I went on to the University of Nigeria in Nsukka and after that, I went off to grad school in America. What had happened was that I, having gone off to grad school, I had connected very early as a youth copper, a 21-year-old youth corper.
I had the privilege of national service with New Breed Magazine, which back in those days was the defining magazine group in Nigeria, and so, pretty early, I got my name some recognition as a youth copper, even though I had been active as a student politician at the University of Nigeria, and one of the things, interestingly, that brought me some national notoriety or fame, whichever you like, as that youth corper, in some way related to broadcasting.

In 1977, the NTA, or the television stations around the country, were being merged, taken over by the federal government, the regional stations. Working as a youth copper, a very aggressive young reporter, I wrote some deep research reports and stuff like that.
The amalgamation of sub-national television and radio stations into a national network.
It became NTA and FRCN, and it was taking place under General Olusegun Obasanjo’s,
watch. People from some parts of the country, very powerful like the North, were very reluctant to let Radio Kaduna be let go and be incorporated into the federal network. So, Chris Okolie, the publisher, asked me to investigate what was going on. I wrote a report that was the cover story of Newbreed Magazine, I think it was December 1977.
The report was titled, The Radio Kaduna Controversy. That actually forced the cabinet to shuffle.

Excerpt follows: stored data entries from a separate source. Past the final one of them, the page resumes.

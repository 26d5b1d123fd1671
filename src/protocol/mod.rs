//! RESP Protocol Implementation
//!
//! This module covers both directions of the wire protocol.
//!
//! ## Modules
//!
//! - `types`: the `RespValue` reply enum and its serialization
//! - `parser`: incremental command parser and the resyncing `CommandDecoder`
//!
//! ## Example
//!
//! ```
//! use snapkv::protocol::{CommandDecoder, RespValue};
//! use bytes::{Bytes, BytesMut};
//!
//! // Decoding an incoming command
//! let mut decoder = CommandDecoder::new();
//! let mut buffer = BytesMut::from(&b"*2\r\n$3\r\nGET\r\n$4\r\nname\r\n"[..]);
//! let args = decoder.decode(&mut buffer).unwrap();
//! assert_eq!(args[0], Bytes::from("GET"));
//!
//! // Encoding a reply
//! let response = RespValue::bulk_string(Bytes::from("ferris"));
//! assert_eq!(response.serialize(), b"$6\r\nferris\r\n");
//! ```

pub mod parser;
pub mod types;

pub use parser::{parse_command, CommandDecoder, ParseError, ParseResult, RespParser};
pub use types::RespValue;
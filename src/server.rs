//! TCP acceptor and shutdown coordination.
//!
//! The [`Server`] owns the listening socket and every connection worker it
//! spawns. It moves through three states:
//!
//! ```text
//! Listening ──shutdown()──► Stopping ──all workers joined──► Stopped
//! ```
//!
//! `Stopping` closes the listener and broadcasts the shutdown signal over a
//! `watch` channel. Workers observe it between commands or while waiting
//! for input, finish what they are doing and exit. [`Server::run`] returns
//! only after the worker `JoinSet` is empty.

use crate::commands::CommandHandler;
use crate::config::ServerConfig;
use crate::connection::{ConnectionHandler, ConnectionStats};
use crate::snapshot::SnapshotWriter;
use crate::storage::StorageEngine;
use std::net::SocketAddr;
use std::sync::atomic::Ordering;
use std::sync::Arc;
use std::time::Duration;
use thiserror::Error;
use tokio::net::TcpListener;
use tokio::sync::watch;
use tokio::task::{JoinError, JoinSet};
use tracing::{debug, error, info, warn};

/// Errors raised while starting or running the server.
#[derive(Debug, Error)]
pub enum ServerError {
    #[error("failed to bind {addr}: {source}")]
    Bind {
        addr: String,
        #[source]
        source: std::io::Error,
    },

    #[error("I/O error: {0}")]
    Io(#[from] std::io::Error),
}

/// Lifecycle of the acceptor.
#[derive(Debug, Clone, Copy, PartialEq, Eq)]
pub enum ServerState {
    Listening,
    Stopping,
    Stopped,
}

/// Requests a graceful stop of a running [`Server`].
///
/// Cheap to clone. Calling [`shutdown`](Self::shutdown) more than once is
/// harmless.
#[derive(Debug, Clone)]
pub struct ShutdownHandle {
    tx: Arc<watch::Sender<bool>>,
}

impl ShutdownHandle {
    pub fn shutdown(&self) {
        self.tx.send_replace(true);
    }

    pub fn is_shutdown(&self) -> bool {
        *self.tx.borrow()
    }
}

/// Accepts connections and serves each one on its own task.
pub struct Server {
    listener: TcpListener,
    local_addr: SocketAddr,
    storage: Arc<StorageEngine>,
    commands: CommandHandler,
    stats: Arc<ConnectionStats>,
    shutdown_tx: Arc<watch::Sender<bool>>,
    shutdown_timeout: Option<Duration>,
    max_buffer_size: usize,
}

impl Server {
    /// Binds the listener and builds the shared state from `config`.
    pub async fn bind(config: ServerConfig) -> Result<Self, ServerError> {
        Self::bind_with_storage(config, Arc::new(StorageEngine::new())).await
    }

    /// Like [`bind`](Self::bind), serving an existing store.
    pub async fn bind_with_storage(
        config: ServerConfig,
        storage: Arc<StorageEngine>,
    ) -> Result<Self, ServerError> {
        let addr = config.bind_address();
        let listener = TcpListener::bind(&addr)
            .await
            .map_err(|source| ServerError::Bind { addr, source })?;
        let local_addr = listener.local_addr()?;

        let snapshots = Arc::new(SnapshotWriter::new(config.snapshot_consistency));
        let commands = CommandHandler::new(
            Arc::clone(&storage),
            Arc::new(config.runtime),
            snapshots,
        );
        let (shutdown_tx, _) = watch::channel(false);

        Ok(Self {
            listener,
            local_addr,
            storage,
            commands,
            stats: Arc::new(ConnectionStats::new()),
            shutdown_tx: Arc::new(shutdown_tx),
            shutdown_timeout: config.shutdown_timeout,
            max_buffer_size: config.max_buffer_size,
        })
    }

    /// The address actually bound (useful with port 0).
    pub fn local_addr(&self) -> SocketAddr {
        self.local_addr
    }

    pub fn storage(&self) -> Arc<StorageEngine> {
        Arc::clone(&self.storage)
    }

    pub fn stats(&self) -> Arc<ConnectionStats> {
        Arc::clone(&self.stats)
    }

    pub fn shutdown_handle(&self) -> ShutdownHandle {
        ShutdownHandle {
            tx: Arc::clone(&self.shutdown_tx),
        }
    }

    /// Serves connections until shutdown is requested, then waits for every
    /// worker to exit.
    pub async fn run(self) -> Result<(), ServerError> {
        let mut shutdown = self.shutdown_tx.subscribe();
        let mut workers = JoinSet::new();

        info!(addr = %self.local_addr, state = ?ServerState::Listening, "Listening");

        loop {
            if *shutdown.borrow_and_update() {
                break;
            }

            tokio::select! {
                _ = shutdown.changed() => break,
                accepted = self.listener.accept() => match accepted {
                    Ok((stream, addr)) => {
                        if let Err(e) = stream.set_nodelay(true) {
                            debug!(client = %addr, error = %e, "Failed to set TCP_NODELAY");
                        }
                        let worker = ConnectionHandler::new(
                            stream,
                            addr,
                            self.commands.clone(),
                            Arc::clone(&self.stats),
                            self.shutdown_tx.subscribe(),
                        )
                        .with_max_buffer_size(self.max_buffer_size);

                        workers.spawn(async move {
                            let _ = worker.run().await;
                        });
                    }
                    Err(e) => error!(error = %e, "Failed to accept connection"),
                },
                Some(finished) = workers.join_next(), if !workers.is_empty() => {
                    log_worker_exit(finished);
                }
            }
        }

        // No new connections from here on.
        drop(self.listener);
        self.shutdown_tx.send_replace(true);
        info!(
            state = ?ServerState::Stopping,
            active = workers.len(),
            "Shutdown requested, waiting for connections to finish"
        );

        let drained = match self.shutdown_timeout {
            Some(limit) => tokio::time::timeout(limit, join_all(&mut workers))
                .await
                .is_ok(),
            None => {
                join_all(&mut workers).await;
                true
            }
        };

        if !drained {
            warn!(remaining = workers.len(), "Shutdown timeout elapsed, aborting workers");
            workers.abort_all();
            join_all(&mut workers).await;
        }

        info!(
            state = ?ServerState::Stopped,
            connections = self.stats.connections_accepted.load(Ordering::Relaxed),
            commands = self.stats.commands_processed.load(Ordering::Relaxed),
            bytes_read = self.stats.bytes_read.load(Ordering::Relaxed),
            bytes_written = self.stats.bytes_written.load(Ordering::Relaxed),
            "Server stopped"
        );

        Ok(())
    }
}

async fn join_all(workers: &mut JoinSet<()>) {
    while let Some(finished) = workers.join_next().await {
        log_worker_exit(finished);
    }
}

fn log_worker_exit(result: Result<(), JoinError>) {
    match result {
        Ok(()) => {}
        Err(e) if e.is_panic() => error!(error = %e, "Connection worker panicked"),
        Err(e) => debug!(error = %e, "Connection worker cancelled"),
    }
}
//! Atomic snapshot writer.
//!
//! A snapshot is written to a uniquely named temp file inside the target
//! directory, fsynced, and renamed over `dir/dbfilename`. Readers therefore
//! see either the previous complete file or the new complete file. Each
//! SAVE replaces the file; nothing is appended.

use crate::config::RuntimeConfig;
use crate::snapshot::format;
use crate::storage::{SnapshotConsistency, StorageEngine};
use std::io::{self, BufWriter, Write};
use std::path::PathBuf;
use std::sync::{Mutex, PoisonError};
use std::time::SystemTime;
use thiserror::Error;
use tracing::{debug, info};

/// Errors that abort a snapshot.
#[derive(Debug, Error)]
pub enum SnapshotError {
    #[error("snapshot directory is not configured")]
    MissingDir,

    #[error("snapshot file name is not configured")]
    MissingFileName,

    #[error("I/O error: {0}")]
    Io(#[from] io::Error),
}

/// Outcome of a successful snapshot.
#[derive(Debug, Clone, PartialEq, Eq)]
pub struct SnapshotSummary {
    pub path: PathBuf,
    pub entries: usize,
    pub bytes: u64,
}

/// Serializes the store to disk on request.
///
/// Concurrent calls to [`save`](Self::save) run one at a time.
#[derive(Debug, Default)]
pub struct SnapshotWriter {
    consistency: SnapshotConsistency,
    write_lock: Mutex<()>,
}

impl SnapshotWriter {
    pub fn new(consistency: SnapshotConsistency) -> Self {
        Self {
            consistency,
            write_lock: Mutex::new(()),
        }
    }

    /// Writes every live entry of `storage` to the configured file.
    ///
    /// This does blocking file I/O; async callers should run it on a
    /// blocking thread.
    pub fn save(
        &self,
        storage: &StorageEngine,
        config: &RuntimeConfig,
    ) -> Result<SnapshotSummary, SnapshotError> {
        let dir = config.dir.as_deref().ok_or(SnapshotError::MissingDir)?;
        let path = config
            .snapshot_path()
            .ok_or(SnapshotError::MissingFileName)?;

        let _guard = self
            .write_lock
            .lock()
            .unwrap_or_else(PoisonError::into_inner);

        let entries = storage.snapshot(self.consistency);
        debug!(
            path = %path.display(),
            entries = entries.len(),
            consistency = ?self.consistency,
            "Writing snapshot"
        );

        // Dropping the temp file on any early return removes it.
        let mut tmp = tempfile::Builder::new()
            .prefix(".snapkv-")
            .suffix(".tmp")
            .tempfile_in(dir)?;

        {
            let mut writer = BufWriter::new(tmp.as_file_mut());
            format::write_snapshot(&mut writer, &entries, SystemTime::now())?;
            writer.flush()?;
        }
        tmp.as_file().sync_all()?;
        let bytes = tmp.as_file().metadata()?.len();

        tmp.persist(&path).map_err(|e| e.error)?;

        info!(path = %path.display(), entries = entries.len(), bytes, "Snapshot saved");

        Ok(SnapshotSummary {
            path,
            entries: entries.len(),
            bytes,
        })
    }
}

#[cfg(test)]
mod tests {
    use super::*;
    use crate::snapshot::format::testing;
    use bytes::Bytes;
    use std::path::Path;
    use std::sync::Arc;
    use std::thread;
    use std::time::Duration;

    fn runtime_for(dir: &Path) -> RuntimeConfig {
        RuntimeConfig::new()
            .with_dir(dir.to_string_lossy())
            .with_dbfilename("dump.rdb")
    }

    #[test]
    fn test_save_writes_live_entries() {
        let dir = tempfile::tempdir().unwrap();
        let storage = StorageEngine::new();
        storage.insert(Bytes::from("foo"), Bytes::from("bar"), None);
        storage.insert(Bytes::from("baz"), Bytes::from("qux"), None);
        storage.insert(
            Bytes::from("gone"),
            Bytes::from("x"),
            Some(Duration::from_millis(1)),
        );
        thread::sleep(Duration::from_millis(10));

        let writer = SnapshotWriter::default();
        let summary = writer.save(&storage, &runtime_for(dir.path())).unwrap();

        assert_eq!(summary.path, dir.path().join("dump.rdb"));
        assert_eq!(summary.entries, 2);

        let contents = std::fs::read(&summary.path).unwrap();
        assert_eq!(contents.len() as u64, summary.bytes);

        let mut decoded = testing::decode(&contents);
        decoded.entries.sort();
        assert_eq!(decoded.resize, (2, 0));
        assert_eq!(
            decoded.entries,
            vec![
                (Bytes::from("baz"), Bytes::from("qux")),
                (Bytes::from("foo"), Bytes::from("bar")),
            ]
        );
    }

    #[test]
    fn test_save_overwrites_previous_file() {
        let dir = tempfile::tempdir().unwrap();
        let config = runtime_for(dir.path());
        let storage = StorageEngine::new();
        let writer = SnapshotWriter::new(SnapshotConsistency::Global);

        storage.insert(Bytes::from("a"), Bytes::from("1"), None);
        writer.save(&storage, &config).unwrap();

        storage.delete(b"a");
        storage.insert(Bytes::from("b"), Bytes::from("2"), None);
        let summary = writer.save(&storage, &config).unwrap();

        let decoded = testing::decode(&std::fs::read(summary.path).unwrap());
        assert_eq!(decoded.entries, vec![(Bytes::from("b"), Bytes::from("2"))]);
    }

    #[test]
    fn test_save_leaves_no_temp_files() {
        let dir = tempfile::tempdir().unwrap();
        let storage = StorageEngine::new();
        SnapshotWriter::default()
            .save(&storage, &runtime_for(dir.path()))
            .unwrap();

        let names: Vec<_> = std::fs::read_dir(dir.path())
            .unwrap()
            .map(|e| e.unwrap().file_name())
            .collect();
        assert_eq!(names, vec![std::ffi::OsString::from("dump.rdb")]);
    }

    #[test]
    fn test_missing_configuration() {
        let storage = StorageEngine::new();
        let writer = SnapshotWriter::default();

        let no_dir = RuntimeConfig::new().with_dbfilename("dump.rdb");
        assert!(matches!(
            writer.save(&storage, &no_dir),
            Err(SnapshotError::MissingDir)
        ));

        let no_name = RuntimeConfig::new().with_dir("/tmp");
        assert!(matches!(
            writer.save(&storage, &no_name),
            Err(SnapshotError::MissingFileName)
        ));
    }

    #[test]
    fn test_missing_directory_is_an_error() {
        let dir = tempfile::tempdir().unwrap();
        let config = runtime_for(&dir.path().join("does-not-exist"));

        let result = SnapshotWriter::default().save(&StorageEngine::new(), &config);
        assert!(matches!(result, Err(SnapshotError::Io(_))));
    }

    #[test]
    fn test_failed_save_keeps_previous_file() {
        let dir = tempfile::tempdir().unwrap();
        let storage = StorageEngine::new();
        let writer = SnapshotWriter::default();

        storage.insert(Bytes::from("keep"), Bytes::from("me"), None);
        let summary = writer.save(&storage, &runtime_for(dir.path())).unwrap();
        let before = std::fs::read(&summary.path).unwrap();

        // A non-empty directory where the snapshot should land makes the rename fail
        let blocked = dir.path().join("blocked");
        std::fs::create_dir(&blocked).unwrap();
        std::fs::write(blocked.join("occupant"), b"x").unwrap();
        let blocked_config = RuntimeConfig::new()
            .with_dir(dir.path().to_string_lossy())
            .with_dbfilename("blocked");

        storage.insert(Bytes::from("new"), Bytes::from("data"), None);
        let result = writer.save(&storage, &blocked_config);
        assert!(matches!(result, Err(SnapshotError::Io(_))));

        let mut names: Vec<_> = std::fs::read_dir(dir.path())
            .unwrap()
            .map(|e| e.unwrap().file_name().to_string_lossy().into_owned())
            .collect();
        names.sort();
        assert_eq!(names, vec!["blocked".to_string(), "dump.rdb".to_string()]);

        assert_eq!(std::fs::read(&summary.path).unwrap(), before);
        assert!(blocked.join("occupant").exists());
    }

    #[test]
    fn test_concurrent_saves() {
        let dir = tempfile::tempdir().unwrap();
        let config = Arc::new(runtime_for(dir.path()));
        let storage = Arc::new(StorageEngine::new());
        let writer = Arc::new(SnapshotWriter::default());

        for i in 0..100 {
            storage.insert(
                Bytes::from(format!("key:{}", i)),
                Bytes::from(format!("value:{}", i)),
                None,
            );
        }

        let handles: Vec<_> = (0..4)
            .map(|_| {
                let (config, storage, writer) =
                    (Arc::clone(&config), Arc::clone(&storage), Arc::clone(&writer));
                thread::spawn(move || writer.save(&storage, &config).unwrap())
            })
            .collect();

        for handle in handles {
            assert_eq!(handle.join().unwrap().entries, 100);
        }

        let decoded = testing::decode(&std::fs::read(dir.path().join("dump.rdb")).unwrap());
        assert_eq!(decoded.entries.len(), 100);
    }
}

The then federal commissioners, they were called for information, the federal minister, Chief Ayo Olugunlade, was sacrificed. He had to be dropped from the cabinet as a result of the fallout from my investigations. Shortly after that, I left NYSC for graduate studies in the U.S. I came home after my PhD in 1982, and who was Director General of NTA, First ever Director General, Engineer Vincent Maduka. While I was in the U.S., I was writing newspaper, op-ed pieces in Nigerian newspapers.
So shortly after I came back, I ran into Engineer Maduka at some public event that I had gone to, and he called me, Patrick. Patrick! You are back. I said, yes, sir.
He said, I read some of the clever things you are writing. I said, thank you, sir. You must come and see me. All right, I will do that, sir.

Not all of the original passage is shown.